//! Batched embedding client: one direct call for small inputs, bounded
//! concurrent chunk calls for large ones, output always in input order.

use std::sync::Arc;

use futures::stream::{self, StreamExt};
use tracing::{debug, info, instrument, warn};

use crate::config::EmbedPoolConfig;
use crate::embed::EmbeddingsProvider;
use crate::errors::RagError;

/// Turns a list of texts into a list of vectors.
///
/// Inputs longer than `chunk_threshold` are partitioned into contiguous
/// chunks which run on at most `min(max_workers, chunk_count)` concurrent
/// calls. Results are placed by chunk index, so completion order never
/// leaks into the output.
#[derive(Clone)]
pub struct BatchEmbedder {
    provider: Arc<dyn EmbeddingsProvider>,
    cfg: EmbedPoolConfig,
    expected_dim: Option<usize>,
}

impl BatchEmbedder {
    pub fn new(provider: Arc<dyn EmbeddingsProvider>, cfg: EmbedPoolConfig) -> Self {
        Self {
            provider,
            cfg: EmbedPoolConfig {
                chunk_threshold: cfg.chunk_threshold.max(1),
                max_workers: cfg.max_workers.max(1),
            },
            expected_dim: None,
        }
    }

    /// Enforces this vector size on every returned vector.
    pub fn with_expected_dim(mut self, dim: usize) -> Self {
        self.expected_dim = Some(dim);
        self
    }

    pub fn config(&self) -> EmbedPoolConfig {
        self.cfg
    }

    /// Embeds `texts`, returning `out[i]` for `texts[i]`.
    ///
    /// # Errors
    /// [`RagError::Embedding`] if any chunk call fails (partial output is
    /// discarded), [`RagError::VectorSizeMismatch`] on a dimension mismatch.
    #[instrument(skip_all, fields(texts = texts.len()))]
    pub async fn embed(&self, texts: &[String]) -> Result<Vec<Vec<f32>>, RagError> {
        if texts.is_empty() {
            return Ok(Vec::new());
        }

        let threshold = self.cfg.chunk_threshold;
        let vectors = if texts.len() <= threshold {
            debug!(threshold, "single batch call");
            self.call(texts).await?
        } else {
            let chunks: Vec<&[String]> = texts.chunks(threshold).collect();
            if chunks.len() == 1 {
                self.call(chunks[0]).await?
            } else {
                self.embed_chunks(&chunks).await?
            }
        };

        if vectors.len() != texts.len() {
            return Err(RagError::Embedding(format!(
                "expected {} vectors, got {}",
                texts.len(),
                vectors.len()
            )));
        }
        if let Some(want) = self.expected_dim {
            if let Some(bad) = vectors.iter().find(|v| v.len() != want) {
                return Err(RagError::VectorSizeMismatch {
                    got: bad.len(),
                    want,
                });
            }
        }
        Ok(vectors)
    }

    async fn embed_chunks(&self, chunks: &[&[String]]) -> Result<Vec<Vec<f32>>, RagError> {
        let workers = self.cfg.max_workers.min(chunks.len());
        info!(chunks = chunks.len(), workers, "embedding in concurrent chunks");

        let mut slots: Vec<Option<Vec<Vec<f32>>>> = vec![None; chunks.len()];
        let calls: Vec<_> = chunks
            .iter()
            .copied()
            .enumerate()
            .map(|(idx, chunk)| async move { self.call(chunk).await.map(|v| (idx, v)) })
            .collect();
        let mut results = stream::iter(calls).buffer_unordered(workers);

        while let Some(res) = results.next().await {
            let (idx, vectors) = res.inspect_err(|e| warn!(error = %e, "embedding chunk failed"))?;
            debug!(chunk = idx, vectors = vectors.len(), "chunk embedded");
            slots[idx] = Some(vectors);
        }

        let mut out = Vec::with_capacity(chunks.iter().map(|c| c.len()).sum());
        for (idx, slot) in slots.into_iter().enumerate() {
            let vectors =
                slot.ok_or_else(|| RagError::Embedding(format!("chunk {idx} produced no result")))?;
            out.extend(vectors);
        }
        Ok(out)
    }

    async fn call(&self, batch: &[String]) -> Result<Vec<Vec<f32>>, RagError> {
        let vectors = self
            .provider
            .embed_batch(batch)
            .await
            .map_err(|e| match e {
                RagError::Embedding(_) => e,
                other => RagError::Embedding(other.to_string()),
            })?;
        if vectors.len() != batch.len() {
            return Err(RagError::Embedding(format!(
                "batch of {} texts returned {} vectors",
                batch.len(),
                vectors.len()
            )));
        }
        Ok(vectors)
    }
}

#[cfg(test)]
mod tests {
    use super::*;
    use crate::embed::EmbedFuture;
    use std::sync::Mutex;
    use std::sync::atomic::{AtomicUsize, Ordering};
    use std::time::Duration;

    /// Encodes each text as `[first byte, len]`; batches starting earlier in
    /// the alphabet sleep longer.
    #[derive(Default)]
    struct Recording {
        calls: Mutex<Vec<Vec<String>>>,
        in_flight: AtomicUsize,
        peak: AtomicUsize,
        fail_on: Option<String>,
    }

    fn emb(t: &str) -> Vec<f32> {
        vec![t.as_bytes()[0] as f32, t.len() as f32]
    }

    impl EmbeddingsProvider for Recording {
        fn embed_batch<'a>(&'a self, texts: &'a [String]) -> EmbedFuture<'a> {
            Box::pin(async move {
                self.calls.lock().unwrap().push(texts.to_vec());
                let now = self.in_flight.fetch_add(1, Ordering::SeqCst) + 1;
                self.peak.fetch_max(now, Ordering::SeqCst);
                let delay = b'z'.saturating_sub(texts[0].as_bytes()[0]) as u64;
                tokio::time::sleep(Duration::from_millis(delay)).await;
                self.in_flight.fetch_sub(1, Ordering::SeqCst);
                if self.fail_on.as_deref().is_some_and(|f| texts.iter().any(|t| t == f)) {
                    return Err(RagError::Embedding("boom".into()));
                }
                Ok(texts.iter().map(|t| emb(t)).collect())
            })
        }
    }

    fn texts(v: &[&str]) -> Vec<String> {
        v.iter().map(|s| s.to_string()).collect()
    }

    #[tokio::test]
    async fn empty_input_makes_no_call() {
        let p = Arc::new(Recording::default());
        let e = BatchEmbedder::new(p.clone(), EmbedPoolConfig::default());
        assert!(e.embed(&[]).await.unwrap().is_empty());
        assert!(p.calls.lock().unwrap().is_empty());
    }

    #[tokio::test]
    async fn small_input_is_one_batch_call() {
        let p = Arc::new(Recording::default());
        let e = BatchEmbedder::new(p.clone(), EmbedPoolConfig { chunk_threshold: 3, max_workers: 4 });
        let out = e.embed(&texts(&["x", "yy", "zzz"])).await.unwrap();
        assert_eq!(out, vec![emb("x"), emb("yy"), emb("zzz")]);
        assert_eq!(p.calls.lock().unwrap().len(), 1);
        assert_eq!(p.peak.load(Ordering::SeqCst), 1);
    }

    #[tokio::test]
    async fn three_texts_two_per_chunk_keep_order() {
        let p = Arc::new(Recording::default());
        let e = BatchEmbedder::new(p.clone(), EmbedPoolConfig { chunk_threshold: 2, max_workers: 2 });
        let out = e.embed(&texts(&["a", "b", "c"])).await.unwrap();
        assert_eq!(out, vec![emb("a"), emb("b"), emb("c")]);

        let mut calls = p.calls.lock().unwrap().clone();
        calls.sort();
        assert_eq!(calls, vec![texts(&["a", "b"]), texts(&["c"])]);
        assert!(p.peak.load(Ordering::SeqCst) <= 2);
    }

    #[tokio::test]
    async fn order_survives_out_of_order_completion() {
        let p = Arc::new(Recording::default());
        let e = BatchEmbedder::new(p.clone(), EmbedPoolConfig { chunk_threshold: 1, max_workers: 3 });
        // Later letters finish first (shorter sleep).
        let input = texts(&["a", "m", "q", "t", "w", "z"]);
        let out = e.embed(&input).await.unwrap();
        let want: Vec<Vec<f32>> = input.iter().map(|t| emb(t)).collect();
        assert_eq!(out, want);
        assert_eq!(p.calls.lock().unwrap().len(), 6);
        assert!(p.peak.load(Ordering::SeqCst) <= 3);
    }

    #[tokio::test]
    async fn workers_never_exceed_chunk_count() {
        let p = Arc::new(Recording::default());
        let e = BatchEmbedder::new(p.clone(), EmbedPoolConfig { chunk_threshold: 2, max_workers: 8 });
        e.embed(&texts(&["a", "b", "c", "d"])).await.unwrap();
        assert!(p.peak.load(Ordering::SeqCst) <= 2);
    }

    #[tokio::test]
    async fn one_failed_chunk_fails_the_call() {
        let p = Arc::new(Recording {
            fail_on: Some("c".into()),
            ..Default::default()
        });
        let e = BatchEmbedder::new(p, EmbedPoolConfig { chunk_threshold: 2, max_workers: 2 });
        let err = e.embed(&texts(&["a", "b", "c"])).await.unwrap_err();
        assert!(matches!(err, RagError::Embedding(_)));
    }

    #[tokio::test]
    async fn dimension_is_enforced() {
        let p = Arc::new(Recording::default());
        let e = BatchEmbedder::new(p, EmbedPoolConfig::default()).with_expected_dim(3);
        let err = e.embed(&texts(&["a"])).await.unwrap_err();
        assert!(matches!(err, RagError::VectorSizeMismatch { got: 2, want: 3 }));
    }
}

--

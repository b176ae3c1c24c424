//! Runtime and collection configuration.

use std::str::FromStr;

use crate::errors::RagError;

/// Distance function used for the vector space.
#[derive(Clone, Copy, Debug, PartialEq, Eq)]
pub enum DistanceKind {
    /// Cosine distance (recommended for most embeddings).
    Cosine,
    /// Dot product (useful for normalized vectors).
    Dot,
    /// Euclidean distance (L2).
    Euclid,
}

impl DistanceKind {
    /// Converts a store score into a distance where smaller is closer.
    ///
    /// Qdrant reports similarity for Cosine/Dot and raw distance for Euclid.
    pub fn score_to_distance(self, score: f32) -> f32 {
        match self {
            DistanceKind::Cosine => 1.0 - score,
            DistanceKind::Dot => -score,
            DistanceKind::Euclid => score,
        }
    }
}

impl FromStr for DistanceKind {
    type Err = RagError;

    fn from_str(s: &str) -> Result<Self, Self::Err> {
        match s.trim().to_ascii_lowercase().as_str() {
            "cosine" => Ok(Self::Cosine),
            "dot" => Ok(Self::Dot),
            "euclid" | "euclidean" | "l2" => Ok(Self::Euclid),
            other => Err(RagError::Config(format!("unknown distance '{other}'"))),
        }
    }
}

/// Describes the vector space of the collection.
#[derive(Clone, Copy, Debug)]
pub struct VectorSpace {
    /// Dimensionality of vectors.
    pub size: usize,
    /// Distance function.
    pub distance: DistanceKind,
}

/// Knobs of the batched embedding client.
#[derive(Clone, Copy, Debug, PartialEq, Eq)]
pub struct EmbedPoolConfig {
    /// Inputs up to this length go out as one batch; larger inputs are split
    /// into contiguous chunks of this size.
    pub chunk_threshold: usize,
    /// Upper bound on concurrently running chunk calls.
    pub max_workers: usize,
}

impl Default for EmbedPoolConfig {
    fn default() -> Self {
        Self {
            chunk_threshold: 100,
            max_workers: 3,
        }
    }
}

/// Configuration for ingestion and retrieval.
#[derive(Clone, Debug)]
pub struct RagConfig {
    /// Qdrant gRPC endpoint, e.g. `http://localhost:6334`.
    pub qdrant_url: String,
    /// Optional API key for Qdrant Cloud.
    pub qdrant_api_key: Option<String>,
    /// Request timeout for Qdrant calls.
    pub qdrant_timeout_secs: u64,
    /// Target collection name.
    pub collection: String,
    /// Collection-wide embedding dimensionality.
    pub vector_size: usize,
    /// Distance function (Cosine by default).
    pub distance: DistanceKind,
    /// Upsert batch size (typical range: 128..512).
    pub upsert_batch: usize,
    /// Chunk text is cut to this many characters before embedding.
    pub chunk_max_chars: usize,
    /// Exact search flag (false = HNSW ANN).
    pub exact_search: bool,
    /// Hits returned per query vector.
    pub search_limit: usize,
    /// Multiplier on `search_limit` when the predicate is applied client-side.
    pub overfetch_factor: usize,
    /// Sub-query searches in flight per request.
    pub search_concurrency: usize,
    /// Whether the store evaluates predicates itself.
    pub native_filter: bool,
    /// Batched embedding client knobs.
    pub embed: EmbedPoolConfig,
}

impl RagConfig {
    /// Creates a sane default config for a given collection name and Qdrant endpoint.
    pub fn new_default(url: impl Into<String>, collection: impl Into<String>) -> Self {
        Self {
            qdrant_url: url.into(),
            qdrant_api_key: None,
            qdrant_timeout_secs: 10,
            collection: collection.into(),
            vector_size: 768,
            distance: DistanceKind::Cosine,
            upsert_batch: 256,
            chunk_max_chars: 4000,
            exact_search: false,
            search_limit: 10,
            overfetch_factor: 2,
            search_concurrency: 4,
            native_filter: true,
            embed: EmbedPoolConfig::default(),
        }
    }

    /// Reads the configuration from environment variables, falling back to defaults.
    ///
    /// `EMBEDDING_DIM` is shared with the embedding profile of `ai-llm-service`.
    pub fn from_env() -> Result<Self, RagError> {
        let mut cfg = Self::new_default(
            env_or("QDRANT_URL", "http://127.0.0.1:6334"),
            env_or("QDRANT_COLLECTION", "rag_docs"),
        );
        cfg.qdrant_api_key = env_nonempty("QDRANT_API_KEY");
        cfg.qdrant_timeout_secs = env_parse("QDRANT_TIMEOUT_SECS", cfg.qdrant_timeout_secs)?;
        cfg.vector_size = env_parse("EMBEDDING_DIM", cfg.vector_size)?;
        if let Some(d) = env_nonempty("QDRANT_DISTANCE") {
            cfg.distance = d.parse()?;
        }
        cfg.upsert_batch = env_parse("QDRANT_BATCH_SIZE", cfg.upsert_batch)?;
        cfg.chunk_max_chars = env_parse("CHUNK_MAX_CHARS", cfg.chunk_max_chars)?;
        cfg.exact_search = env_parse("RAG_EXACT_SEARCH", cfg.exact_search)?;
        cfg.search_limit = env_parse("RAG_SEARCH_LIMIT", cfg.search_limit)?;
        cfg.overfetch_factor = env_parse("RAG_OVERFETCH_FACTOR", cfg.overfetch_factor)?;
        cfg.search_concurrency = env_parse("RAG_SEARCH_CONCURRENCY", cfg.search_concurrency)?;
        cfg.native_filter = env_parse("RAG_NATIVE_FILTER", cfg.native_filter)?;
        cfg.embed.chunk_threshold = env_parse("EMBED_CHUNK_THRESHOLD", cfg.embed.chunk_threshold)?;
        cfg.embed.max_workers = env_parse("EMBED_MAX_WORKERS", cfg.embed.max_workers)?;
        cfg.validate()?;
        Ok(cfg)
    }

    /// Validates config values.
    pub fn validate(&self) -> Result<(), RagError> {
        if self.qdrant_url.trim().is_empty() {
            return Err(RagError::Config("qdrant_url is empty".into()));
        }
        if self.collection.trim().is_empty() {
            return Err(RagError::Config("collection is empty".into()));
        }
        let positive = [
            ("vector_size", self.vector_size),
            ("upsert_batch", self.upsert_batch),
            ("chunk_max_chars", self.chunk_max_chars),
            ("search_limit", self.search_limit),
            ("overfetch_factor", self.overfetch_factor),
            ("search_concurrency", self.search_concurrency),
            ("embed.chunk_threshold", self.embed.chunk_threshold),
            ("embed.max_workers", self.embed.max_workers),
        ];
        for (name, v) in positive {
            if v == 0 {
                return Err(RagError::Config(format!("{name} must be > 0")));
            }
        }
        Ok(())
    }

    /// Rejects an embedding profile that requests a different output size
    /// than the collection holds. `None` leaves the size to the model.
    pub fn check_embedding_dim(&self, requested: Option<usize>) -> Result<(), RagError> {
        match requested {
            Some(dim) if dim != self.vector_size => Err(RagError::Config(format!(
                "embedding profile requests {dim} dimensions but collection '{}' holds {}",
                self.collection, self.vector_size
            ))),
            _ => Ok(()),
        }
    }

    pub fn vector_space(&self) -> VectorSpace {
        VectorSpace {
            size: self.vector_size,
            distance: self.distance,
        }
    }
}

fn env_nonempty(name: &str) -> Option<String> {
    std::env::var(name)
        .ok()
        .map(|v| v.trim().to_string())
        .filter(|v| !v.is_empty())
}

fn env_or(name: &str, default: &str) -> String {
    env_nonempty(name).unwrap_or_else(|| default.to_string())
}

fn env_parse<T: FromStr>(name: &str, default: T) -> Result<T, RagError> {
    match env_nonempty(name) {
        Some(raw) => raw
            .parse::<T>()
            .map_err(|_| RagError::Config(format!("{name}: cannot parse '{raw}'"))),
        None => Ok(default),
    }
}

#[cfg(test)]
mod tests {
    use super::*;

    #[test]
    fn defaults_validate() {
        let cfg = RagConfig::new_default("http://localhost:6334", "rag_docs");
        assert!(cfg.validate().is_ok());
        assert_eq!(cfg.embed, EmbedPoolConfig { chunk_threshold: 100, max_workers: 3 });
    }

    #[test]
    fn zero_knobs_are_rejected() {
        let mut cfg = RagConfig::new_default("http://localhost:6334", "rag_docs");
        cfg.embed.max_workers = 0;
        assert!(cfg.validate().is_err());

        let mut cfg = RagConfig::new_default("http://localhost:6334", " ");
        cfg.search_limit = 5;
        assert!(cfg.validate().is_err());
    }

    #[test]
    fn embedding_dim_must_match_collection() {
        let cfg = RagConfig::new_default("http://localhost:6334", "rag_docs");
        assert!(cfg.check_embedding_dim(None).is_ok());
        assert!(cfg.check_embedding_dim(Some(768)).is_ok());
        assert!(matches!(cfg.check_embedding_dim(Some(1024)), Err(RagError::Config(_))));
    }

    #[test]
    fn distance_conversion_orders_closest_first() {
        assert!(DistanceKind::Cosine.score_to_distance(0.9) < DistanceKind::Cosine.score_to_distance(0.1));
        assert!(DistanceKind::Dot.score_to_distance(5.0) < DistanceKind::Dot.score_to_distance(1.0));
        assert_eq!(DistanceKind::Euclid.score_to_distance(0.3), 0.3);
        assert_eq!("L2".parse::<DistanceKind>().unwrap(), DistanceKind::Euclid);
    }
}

Task directions | Where a line of the entries holds the string "profile", include it in the count, and give only the final number.

Task response | 3